### Exercise prompt
Keeping each word and mark in place, write out the full listing once more.

### Data for review
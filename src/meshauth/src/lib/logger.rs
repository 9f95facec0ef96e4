use crate::config::meshauth_version_str;
use slog::{Drain, Level, Logger};
use std::fs::File;
use std::path::PathBuf;

/// Where log records go.
pub enum LoggingMode {
    /// Undecorated output to STDERR.
    Stderr,

    /// STDERR plus a full record of everything at the chosen level in a file.
    Tee(PathBuf),

    /// Only to a file, with timestamps and key-value pairs.
    File(PathBuf),
}

/// Writes the level (for warnings and worse), the message and any key-value
/// pairs of a record on one line.
pub struct MeshAuthFormat<D>
where
    D: slog_term::Decorator,
{
    decorator: D,
}

impl<D: slog_term::Decorator> MeshAuthFormat<D> {
    pub fn new(decorator: D) -> MeshAuthFormat<D> {
        MeshAuthFormat { decorator }
    }
}

impl<D: slog_term::Decorator> slog::Drain for MeshAuthFormat<D> {
    type Ok = ();
    type Err = std::io::Error;

    fn log(
        &self,
        record: &slog::Record<'_>,
        values: &slog::OwnedKVList,
    ) -> Result<Self::Ok, Self::Err> {
        self.decorator.with_record(record, values, |decorator| {
            if record.level() <= Level::Warning {
                decorator.start_level()?;
                write!(decorator, "{}: ", record.level().as_str())?;
                decorator.start_whitespace()?;
            }

            decorator.start_msg()?;
            write!(decorator, "{}", record.msg())?;

            let mut pairs = KeyValues::default();
            slog::KV::serialize(&record.kv(), record, &mut pairs)
                .map_err(|e| std::io::Error::new(std::io::ErrorKind::Other, e.to_string()))?;
            if !pairs.0.is_empty() {
                decorator.start_key()?;
                write!(decorator, "{}", pairs.0)?;
            }

            decorator.start_whitespace()?;
            writeln!(decorator)?;

            decorator.flush()?;
            Ok(())
        })
    }
}

/// Collects a record's key-value pairs as ` key=value`.
#[derive(Default)]
struct KeyValues(String);

impl slog::Serializer for KeyValues {
    fn emit_arguments(&mut self, key: slog::Key, val: &std::fmt::Arguments<'_>) -> slog::Result {
        use std::fmt::Write;
        write!(self.0, " {}={}", key, val).map_err(|_| slog::Error::Other)
    }
}

fn create_drain(mode: LoggingMode) -> std::io::Result<Logger> {
    Ok(match mode {
        LoggingMode::Stderr => {
            let decorator = slog_term::TermDecorator::new().stderr().build();
            let drain = MeshAuthFormat::new(decorator).fuse();
            Logger::root(slog_async::Async::new(drain).build().fuse(), slog::o!())
        }
        LoggingMode::File(out) => {
            let file = File::create(out)?;
            let decorator = slog_term::PlainDecorator::new(file);
            let drain = slog_term::FullFormat::new(decorator).build().fuse();
            Logger::root(slog_async::Async::new(drain).build().fuse(), slog::o!())
        }
        LoggingMode::Tee(out) => Logger::root(
            slog::Duplicate::new(
                create_drain(LoggingMode::Stderr)?,
                create_drain(LoggingMode::File(out))?,
            )
            .fuse(),
            slog::o!(),
        ),
    })
}

/// Maps the verbosity (number of -v minus number of -q) onto a level.
/// `None` means logging is switched off entirely.
pub fn level_for_verbosity(verbose_level: i64) -> Option<Level> {
    match verbose_level {
        -3 => Some(Level::Critical),
        -2 => Some(Level::Error),
        -1 => Some(Level::Warning),
        0 => Some(Level::Info),
        1 => Some(Level::Debug),
        x if x > 1 => Some(Level::Trace),
        _ => None,
    }
}

pub fn create_root_logger(verbose_level: i64, mode: LoggingMode) -> std::io::Result<Logger> {
    let Some(log_level) = level_for_verbosity(verbose_level) else {
        return Ok(Logger::root(slog::Discard, slog::o!()));
    };

    let drain = slog::LevelFilter::new(create_drain(mode)?, log_level).fuse();
    let drain = slog_async::Async::new(drain).build().fuse();

    Ok(Logger::root(
        drain,
        slog::o!("version" => meshauth_version_str()),
    ))
}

### Result
filename src/meshauth/src/lib/logger.rs
repository 9f95facec0ef96e4
use crate::config::meshauth_version_str;
use slog::{Drain, Level, Logger};
use std::fs::File;
use std::path::PathBuf;

/// Where log records go.
pub enum LoggingMode {
    /// Undecorated output to STDERR.
    Stderr,

    /// STDERR plus a full record of everything at the chosen level in a file.
    Tee(PathBuf),

    /// Only to a file, with timestamps and key-value pairs.
    File(PathBuf),
}

/// Writes the level (for warnings and worse), the message and any key-value
/// pairs of a record on one line.
pub struct MeshAuthFormat<D>
where
    D: slog_term::Decorator,
{
    decorator: D,
}

impl<D: slog_term::Decorator> MeshAuthFormat<D> {
    pub fn new(decorator: D) -> MeshAuthFormat<D> {
        MeshAuthFormat { decorator }
    }
}

impl<D: slog_term::Decorator> slog::Drain for MeshAuthFormat<D> {
    type Ok = ();
    type Err = std::io::Error;

    fn log(
        &self,
        record: &slog::Record<'_>,
        values: &slog::OwnedKVList,
    ) -> Result<Self::Ok, Self::Err> {
        self.decorator.with_record(record, values, |decorator| {
            if record.level() <= Level::Warning {
                decorator.start_level()?;
                write!(decorator, "{}: ", record.level().as_str())?;
                decorator.start_whitespace()?;
            }

            decorator.start_msg()?;
            write!(decorator, "{}", record.msg())?;

            let mut pairs = KeyValues::default();
            slog::KV::serialize(&record.kv(), record, &mut pairs)
                .map_err(|e| std::io::Error::new(std::io::ErrorKind::Other, e.to_string()))?;
            if !pairs.0.is_empty() {
                decorator.start_key()?;
                write!(decorator, "{}", pairs.0)?;
            }

            decorator.start_whitespace()?;
            writeln!(decorator)?;

            decorator.flush()?;
            Ok(())
        })
    }
}

/// Collects a record's key-value pairs as ` key=value`.
#[derive(Default)]
struct KeyValues(String);

impl slog::Serializer for KeyValues {
    fn emit_arguments(&mut self, key: slog::Key, val: &std::fmt::Arguments<'_>) -> slog::Result {
        use std::fmt::Write;
        write!(self.0, " {}={}", key, val).map_err(|_| slog::Error::Other)
    }
}

fn create_drain(mode: LoggingMode) -> std::io::Result<Logger> {
    Ok(match mode {
        LoggingMode::Stderr => {
            let decorator = slog_term::TermDecorator::new().stderr().build();
            let drain = MeshAuthFormat::new(decorator).fuse();
            Logger::root(slog_async::Async::new(drain).build().fuse(), slog::o!())
        }
        LoggingMode::File(out) => {
            let file = File::create(out)?;
            let decorator = slog_term::PlainDecorator::new(file);
            let drain = slog_term::FullFormat::new(decorator).build().fuse();
            Logger::root(slog_async::Async::new(drain).build().fuse(), slog::o!())
        }
        LoggingMode::Tee(out) => Logger::root(
            slog::Duplicate::new(
                create_drain(LoggingMode::Stderr)?,
                create_drain(LoggingMode::File(out))?,
            )
            .fuse(),
            slog::o!(),
        ),
    })
}

/// Maps the verbosity (number of -v minus number of -q) onto a level.
/// `None` means logging is switched off entirely.
pub fn level_for_verbosity(verbose_level: i64) -> Option<Level> {
    match verbose_level {
        -3 => Some(Level::Critical),
        -2 => Some(Level::Error),
        -1 => Some(Level::Warning),
        0 => Some(Level::Info),
        1 => Some(Level::Debug),
        x if x > 1 => Some(Level::Trace),
        _ => None,
    }
}

pub fn create_root_logger(verbose_level: i64, mode: LoggingMode) -> std::io::Result<Logger> {
    let Some(log_level) = level_for_verbosity(verbose_level) else {
        return Ok(Logger::root(slog::Discard, slog::o!()));
    };

    let drain = slog::LevelFilter::new(create_drain(mode)?, log_level).fuse();
    let drain = slog_async::Async::new(drain).build().fuse();

    Ok(Logger::root(
        drain,
        slog::o!("version" => meshauth_version_str()),
    ))
}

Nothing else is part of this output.